Kelly Boesch : Sometimes I Smile

 Think today’s wonderment from Kelly Boesch plays all the way through (it does here) and what she says about women's image is spot on I reckon . . . . but also the music is just so, well damned enjoyable!


Kelly says: "This started out as a fun fashion video but when I started on the song it changed a bit. I was thinking about how lately, when I make these videos I am so consumed with making sure some smile, trying to make all body types trying to please everyone it becomes a little less creative and more tedious. I love making it inclusionary though, don’t get me wrong. I had a really hard time figuring out how to get larger sized women. If I say model they are bone thin. I figured it out in this video. I can’t say model.
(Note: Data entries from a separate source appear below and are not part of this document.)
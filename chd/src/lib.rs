//! Static perfect hash tables with a zero-copy binary format.
//!
//! This crate builds [perfect hash tables][phf] with the CHD ("Compress, Hash, and Displace")
//! algorithm. A table maps a fixed set of byte-string keys to values without collisions, so a
//! lookup is one bucket probe and one slot probe. Tables are immutable: to change the key set,
//! build a new table.
//!
//! [phf]: https://en.wikipedia.org/wiki/Perfect_hash_function
//!
//!
//! # Usage
//!
//! Entries are collected with a [`Builder`] and turned into a [`Table`] by [`Builder::build`].
//! Values are either opaque byte strings or unsigned 64-bit integers, chosen per builder with
//! [`ValueMode`].
//!
//! A table can be written out with [`Table::write`] and loaded back with
//! [`Table::load_from_bytes`]. Loading validates the buffer once and then answers lookups directly
//! from it, which makes the format suitable for memory-mapped indexes.
//!
//! ```rust
//! # fn main() -> chd::Result<()> {
//! use chd::{Builder, Table, Value, ValueMode};
//!
//! let mut builder = Builder::new(ValueMode::Bytes, 2);
//! builder.add("one", "1");
//! builder.add("two", "2");
//! let table = builder.build()?;
//!
//! let mut bytes = Vec::new();
//! table.write(&mut bytes)?;
//!
//! let loaded: Table = Table::load_from_bytes(&bytes, false)?;
//! assert_eq!(loaded.get(b"two"), Some(Value::Bytes(b"2")));
//! assert_eq!(loaded.get(b"three"), None);
//! # Ok(())
//! # }
//! ```
//!
//!
//! # Sizing
//!
//! For `K` keys, the builder allocates `m = max(1, K)` buckets and `n = 1 + 2m` slots. The table is
//! perfect but not minimal: about half of the slots stay empty, which keeps construction fast.
//! Both the bucket count and the number of distinct displacement seeds are limited to 16 bits.

#![deny(unsafe_op_in_unsafe_fn)]

extern crate alloc;

pub(crate) mod bitmap;
#[cfg(feature = "build")]
pub(crate) mod bucket;
#[cfg(feature = "build")]
mod builder;
mod error;
pub(crate) mod format;
pub mod hash;
mod table;
mod value;

#[cfg(feature = "build")]
pub use builder::Builder;
pub use error::{Error, Result};
pub use table::{Iter, Table};
pub use value::{Value, ValueMode};

#[cfg(all(test, feature = "build"))]
mod tests;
I have to say plus size, or larger sized. AI can be tricky because of how it has been trained. I’m still learning. With the smiling, they don’t smile unless prompted or if the model is already smiling in the image. The images don’t come out smiling unless you prompt them to smile. And honestly, I never really thought about it but so many people kept complaining about the “dour” women. So I try to remember to MAKE them smile. It’s so funny, like in real life. Women really do feel like they need to smile to please people. I am one of those people. I am very smiley and also say sorry for stuff that there is no reason to be sorry for. I’m overly nice most of the time. But sometimes you just don’t feel like smiling or saying you are sorry. We all have those days and times and we are allowed. This song is about that. ‘Sometimes I Smile’. Trying to be what makes others comfortable is hard and pretty impossible. I love to see women who are so strong and comfortable that they don’t feel that need. I’ve met some really strong and powerful women lately and I love to learn from them. Power comes from just being yourself, however you feel in the moment and not trying to go out of your way to make others comfortable. That’s not genuine at all. My big empathetic heart will probably stay the same though. I’ve been me for a long time now and doubt I will change.

Lyrics written by me, Kelly Boesch. Music created under my creative direction with assistance from Suno.


I love it!

and with that I will sign off for the day . . . . sleep well my warrior braves!